>>>>>

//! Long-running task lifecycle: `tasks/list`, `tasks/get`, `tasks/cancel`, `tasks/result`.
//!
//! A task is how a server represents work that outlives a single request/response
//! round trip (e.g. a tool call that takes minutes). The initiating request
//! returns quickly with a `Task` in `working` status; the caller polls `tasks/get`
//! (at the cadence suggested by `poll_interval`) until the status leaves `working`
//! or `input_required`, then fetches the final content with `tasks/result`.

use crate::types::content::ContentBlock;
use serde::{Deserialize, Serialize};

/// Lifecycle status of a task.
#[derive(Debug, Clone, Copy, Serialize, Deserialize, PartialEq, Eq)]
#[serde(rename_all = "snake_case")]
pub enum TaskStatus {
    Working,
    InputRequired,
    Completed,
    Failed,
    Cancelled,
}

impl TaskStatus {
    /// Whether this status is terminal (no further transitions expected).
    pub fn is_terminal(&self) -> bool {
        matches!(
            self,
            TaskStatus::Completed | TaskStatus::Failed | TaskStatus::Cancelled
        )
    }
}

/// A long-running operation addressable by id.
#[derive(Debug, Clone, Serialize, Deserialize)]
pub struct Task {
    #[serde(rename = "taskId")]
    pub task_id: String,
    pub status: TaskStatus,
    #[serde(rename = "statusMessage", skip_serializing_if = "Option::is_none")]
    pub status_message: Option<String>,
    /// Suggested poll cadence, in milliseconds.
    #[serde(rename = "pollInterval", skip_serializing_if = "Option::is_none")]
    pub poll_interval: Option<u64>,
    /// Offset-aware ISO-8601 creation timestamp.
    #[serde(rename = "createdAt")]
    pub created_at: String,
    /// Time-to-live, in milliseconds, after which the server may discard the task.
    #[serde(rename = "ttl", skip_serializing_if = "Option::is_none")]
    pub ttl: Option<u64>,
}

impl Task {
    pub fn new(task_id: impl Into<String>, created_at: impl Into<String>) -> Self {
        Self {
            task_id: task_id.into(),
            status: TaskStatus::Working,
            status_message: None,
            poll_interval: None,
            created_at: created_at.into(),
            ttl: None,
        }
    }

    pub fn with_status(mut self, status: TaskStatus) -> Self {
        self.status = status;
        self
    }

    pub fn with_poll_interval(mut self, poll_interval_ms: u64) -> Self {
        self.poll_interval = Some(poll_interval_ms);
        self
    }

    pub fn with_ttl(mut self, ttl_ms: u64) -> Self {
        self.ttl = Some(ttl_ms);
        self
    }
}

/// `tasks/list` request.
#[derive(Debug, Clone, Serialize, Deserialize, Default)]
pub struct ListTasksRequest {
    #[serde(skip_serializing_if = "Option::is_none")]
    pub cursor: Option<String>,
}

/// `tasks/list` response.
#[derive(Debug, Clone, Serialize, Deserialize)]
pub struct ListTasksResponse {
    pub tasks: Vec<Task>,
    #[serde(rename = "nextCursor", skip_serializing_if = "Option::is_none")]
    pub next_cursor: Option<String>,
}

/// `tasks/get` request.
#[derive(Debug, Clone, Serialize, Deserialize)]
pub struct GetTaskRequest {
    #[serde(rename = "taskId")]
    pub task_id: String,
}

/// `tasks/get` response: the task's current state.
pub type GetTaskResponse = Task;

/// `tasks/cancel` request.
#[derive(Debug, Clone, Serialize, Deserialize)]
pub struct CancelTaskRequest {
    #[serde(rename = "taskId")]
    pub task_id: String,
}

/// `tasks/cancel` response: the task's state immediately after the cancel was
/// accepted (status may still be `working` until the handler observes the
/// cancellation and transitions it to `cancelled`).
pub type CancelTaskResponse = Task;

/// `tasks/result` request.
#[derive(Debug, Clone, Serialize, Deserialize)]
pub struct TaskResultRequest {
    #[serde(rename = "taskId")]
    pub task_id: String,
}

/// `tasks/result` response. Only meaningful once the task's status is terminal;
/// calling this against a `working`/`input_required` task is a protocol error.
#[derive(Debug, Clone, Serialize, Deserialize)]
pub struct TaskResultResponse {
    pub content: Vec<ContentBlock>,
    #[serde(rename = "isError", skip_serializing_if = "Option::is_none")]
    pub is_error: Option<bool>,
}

<<<<<
>>>>>

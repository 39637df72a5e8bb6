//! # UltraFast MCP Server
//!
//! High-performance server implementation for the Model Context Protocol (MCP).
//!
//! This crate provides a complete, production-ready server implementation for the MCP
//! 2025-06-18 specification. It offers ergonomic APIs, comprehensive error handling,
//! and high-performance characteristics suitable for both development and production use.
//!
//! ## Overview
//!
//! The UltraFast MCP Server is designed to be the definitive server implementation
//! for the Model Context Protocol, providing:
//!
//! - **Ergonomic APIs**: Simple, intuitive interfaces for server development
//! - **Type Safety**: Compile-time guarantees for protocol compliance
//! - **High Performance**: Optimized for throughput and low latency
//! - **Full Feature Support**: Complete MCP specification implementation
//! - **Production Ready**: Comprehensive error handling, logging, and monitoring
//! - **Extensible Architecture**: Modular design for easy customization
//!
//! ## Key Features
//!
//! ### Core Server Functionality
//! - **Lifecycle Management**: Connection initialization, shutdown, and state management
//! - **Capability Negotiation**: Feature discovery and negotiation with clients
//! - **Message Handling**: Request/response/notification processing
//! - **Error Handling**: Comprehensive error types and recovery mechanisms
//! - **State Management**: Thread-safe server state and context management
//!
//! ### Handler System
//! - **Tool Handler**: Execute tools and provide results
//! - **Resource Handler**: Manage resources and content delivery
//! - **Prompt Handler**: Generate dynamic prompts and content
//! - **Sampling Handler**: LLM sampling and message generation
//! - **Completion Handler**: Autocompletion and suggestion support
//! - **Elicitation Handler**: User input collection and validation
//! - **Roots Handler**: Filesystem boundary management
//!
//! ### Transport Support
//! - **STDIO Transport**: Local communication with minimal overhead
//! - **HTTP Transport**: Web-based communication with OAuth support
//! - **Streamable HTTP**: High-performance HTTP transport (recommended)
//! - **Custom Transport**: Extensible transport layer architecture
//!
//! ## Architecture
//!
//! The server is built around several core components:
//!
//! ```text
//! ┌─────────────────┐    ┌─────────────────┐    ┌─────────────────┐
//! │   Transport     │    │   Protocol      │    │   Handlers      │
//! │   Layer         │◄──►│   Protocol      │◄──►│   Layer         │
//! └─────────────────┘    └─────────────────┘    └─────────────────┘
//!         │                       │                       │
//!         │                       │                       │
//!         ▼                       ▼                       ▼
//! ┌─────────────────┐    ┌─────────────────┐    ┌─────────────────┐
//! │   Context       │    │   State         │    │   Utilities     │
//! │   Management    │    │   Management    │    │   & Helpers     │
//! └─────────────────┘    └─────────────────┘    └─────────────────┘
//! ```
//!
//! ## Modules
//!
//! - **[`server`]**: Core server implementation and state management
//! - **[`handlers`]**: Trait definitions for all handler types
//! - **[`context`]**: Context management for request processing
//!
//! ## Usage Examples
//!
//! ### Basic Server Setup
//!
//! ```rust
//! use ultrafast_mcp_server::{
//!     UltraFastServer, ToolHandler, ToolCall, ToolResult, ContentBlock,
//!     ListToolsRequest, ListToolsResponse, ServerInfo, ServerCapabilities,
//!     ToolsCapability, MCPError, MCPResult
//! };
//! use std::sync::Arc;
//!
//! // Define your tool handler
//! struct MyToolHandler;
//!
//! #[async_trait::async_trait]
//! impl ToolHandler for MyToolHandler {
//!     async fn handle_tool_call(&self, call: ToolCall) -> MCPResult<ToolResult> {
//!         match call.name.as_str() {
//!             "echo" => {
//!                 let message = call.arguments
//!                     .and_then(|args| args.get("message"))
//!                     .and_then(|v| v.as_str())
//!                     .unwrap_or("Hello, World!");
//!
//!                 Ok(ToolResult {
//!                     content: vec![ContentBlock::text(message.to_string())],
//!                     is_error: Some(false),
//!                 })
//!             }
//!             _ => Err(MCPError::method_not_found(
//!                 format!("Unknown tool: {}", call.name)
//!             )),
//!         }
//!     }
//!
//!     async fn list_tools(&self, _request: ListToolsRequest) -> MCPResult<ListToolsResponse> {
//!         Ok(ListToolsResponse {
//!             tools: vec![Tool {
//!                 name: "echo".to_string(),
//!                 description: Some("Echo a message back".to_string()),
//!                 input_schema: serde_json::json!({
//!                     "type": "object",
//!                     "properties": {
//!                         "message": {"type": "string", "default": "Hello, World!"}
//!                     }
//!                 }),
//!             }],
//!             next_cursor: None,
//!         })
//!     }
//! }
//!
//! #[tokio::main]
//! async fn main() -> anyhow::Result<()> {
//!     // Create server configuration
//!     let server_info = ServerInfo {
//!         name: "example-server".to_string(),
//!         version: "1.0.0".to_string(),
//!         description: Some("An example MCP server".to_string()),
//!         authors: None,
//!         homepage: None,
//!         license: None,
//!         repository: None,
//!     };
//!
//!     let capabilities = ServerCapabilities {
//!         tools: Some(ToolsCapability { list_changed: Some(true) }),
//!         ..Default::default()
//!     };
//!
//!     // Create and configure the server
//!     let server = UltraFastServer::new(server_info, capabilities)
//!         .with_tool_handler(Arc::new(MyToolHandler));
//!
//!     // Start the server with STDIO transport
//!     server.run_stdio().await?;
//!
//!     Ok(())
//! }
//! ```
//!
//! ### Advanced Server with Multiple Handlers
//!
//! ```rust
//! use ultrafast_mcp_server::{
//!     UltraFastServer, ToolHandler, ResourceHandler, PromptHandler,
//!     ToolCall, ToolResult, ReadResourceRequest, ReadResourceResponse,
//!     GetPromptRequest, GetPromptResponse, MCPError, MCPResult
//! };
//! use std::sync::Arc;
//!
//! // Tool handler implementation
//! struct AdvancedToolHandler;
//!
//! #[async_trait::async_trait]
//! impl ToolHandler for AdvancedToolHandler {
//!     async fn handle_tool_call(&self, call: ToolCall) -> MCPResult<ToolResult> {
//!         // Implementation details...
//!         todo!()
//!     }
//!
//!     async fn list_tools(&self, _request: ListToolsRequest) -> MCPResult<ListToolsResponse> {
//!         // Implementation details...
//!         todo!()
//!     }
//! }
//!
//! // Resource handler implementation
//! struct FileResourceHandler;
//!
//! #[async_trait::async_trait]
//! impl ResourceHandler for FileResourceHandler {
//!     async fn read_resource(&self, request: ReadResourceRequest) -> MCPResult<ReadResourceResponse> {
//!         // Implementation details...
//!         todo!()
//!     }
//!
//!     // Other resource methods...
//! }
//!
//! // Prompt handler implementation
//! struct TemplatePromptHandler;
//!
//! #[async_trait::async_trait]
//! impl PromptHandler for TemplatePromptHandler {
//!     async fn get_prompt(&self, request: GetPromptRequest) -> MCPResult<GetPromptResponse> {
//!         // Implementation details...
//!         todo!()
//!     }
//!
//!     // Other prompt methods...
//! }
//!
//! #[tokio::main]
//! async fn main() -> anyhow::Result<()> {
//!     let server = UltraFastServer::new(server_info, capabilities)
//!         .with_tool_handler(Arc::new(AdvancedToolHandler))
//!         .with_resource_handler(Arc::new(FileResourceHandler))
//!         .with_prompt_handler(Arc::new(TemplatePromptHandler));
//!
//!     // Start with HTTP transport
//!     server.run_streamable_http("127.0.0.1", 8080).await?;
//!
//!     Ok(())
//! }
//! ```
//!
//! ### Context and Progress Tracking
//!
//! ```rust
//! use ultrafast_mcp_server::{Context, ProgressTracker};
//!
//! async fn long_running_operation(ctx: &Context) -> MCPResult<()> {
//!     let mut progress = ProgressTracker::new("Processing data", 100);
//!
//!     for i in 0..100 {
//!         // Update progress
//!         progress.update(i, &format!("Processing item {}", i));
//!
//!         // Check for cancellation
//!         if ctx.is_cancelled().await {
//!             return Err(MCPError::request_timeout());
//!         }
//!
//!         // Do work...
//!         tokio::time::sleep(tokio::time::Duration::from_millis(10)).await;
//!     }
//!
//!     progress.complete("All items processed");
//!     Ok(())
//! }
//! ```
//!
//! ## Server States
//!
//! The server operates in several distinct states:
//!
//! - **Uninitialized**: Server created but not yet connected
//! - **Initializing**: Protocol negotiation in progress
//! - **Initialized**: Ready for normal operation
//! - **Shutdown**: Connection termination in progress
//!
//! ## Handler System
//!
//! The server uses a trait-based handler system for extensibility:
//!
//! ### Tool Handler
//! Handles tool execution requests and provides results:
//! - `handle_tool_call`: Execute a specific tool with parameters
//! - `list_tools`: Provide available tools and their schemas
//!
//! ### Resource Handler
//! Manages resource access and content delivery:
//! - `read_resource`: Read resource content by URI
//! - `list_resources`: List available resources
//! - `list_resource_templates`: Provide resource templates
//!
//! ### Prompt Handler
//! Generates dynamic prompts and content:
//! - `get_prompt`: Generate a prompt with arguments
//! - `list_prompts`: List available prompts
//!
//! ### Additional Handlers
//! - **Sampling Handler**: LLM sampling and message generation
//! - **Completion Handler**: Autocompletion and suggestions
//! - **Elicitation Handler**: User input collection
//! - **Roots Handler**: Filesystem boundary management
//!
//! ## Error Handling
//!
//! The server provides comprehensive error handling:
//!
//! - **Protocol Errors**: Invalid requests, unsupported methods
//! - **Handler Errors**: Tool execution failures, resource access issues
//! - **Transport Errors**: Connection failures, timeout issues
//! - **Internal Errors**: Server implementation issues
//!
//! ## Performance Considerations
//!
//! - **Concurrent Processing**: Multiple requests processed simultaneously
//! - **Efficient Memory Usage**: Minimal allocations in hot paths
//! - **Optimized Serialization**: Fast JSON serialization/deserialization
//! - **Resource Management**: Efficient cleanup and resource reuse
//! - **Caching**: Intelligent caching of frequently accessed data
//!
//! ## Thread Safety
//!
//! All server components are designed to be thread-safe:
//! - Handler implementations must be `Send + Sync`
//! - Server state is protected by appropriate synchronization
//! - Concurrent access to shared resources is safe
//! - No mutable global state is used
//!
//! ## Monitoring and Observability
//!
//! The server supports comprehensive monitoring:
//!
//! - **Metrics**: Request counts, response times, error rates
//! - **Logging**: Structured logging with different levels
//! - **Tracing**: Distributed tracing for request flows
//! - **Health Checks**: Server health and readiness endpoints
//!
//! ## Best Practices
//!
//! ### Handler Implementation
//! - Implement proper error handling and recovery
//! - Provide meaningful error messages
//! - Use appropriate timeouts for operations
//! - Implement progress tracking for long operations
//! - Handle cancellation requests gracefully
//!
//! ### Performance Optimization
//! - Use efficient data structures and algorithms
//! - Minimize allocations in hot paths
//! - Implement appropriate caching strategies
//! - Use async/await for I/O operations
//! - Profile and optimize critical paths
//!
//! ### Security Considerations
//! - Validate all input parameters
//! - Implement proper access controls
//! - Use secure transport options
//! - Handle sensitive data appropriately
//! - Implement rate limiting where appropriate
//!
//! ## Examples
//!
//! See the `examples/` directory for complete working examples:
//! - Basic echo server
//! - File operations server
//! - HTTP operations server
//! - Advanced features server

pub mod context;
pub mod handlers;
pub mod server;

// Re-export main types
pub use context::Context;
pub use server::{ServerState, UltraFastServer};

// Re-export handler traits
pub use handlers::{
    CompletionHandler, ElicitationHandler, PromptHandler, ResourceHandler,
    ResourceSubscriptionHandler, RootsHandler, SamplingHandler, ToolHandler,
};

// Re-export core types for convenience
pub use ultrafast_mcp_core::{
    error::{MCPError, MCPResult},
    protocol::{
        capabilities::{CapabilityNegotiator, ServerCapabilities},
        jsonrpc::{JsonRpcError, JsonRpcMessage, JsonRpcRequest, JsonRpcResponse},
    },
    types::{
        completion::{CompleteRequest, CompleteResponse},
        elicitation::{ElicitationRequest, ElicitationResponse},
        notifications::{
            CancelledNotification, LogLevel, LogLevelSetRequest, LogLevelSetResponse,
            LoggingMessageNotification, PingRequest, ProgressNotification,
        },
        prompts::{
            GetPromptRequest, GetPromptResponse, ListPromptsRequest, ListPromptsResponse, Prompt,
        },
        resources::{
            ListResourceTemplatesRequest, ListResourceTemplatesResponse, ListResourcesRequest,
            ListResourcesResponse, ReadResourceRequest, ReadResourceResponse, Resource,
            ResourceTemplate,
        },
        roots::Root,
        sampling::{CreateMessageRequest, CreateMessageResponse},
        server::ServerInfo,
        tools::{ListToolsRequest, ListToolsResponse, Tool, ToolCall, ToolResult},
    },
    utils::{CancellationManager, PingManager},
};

<<<<<

Where a line of the records has the string "after", copy that line.

Answer section =
    /// Time-to-live, in milliseconds, after which the server may discard the task.
/// `tasks/cancel` response: the task's state immediately after the cancel was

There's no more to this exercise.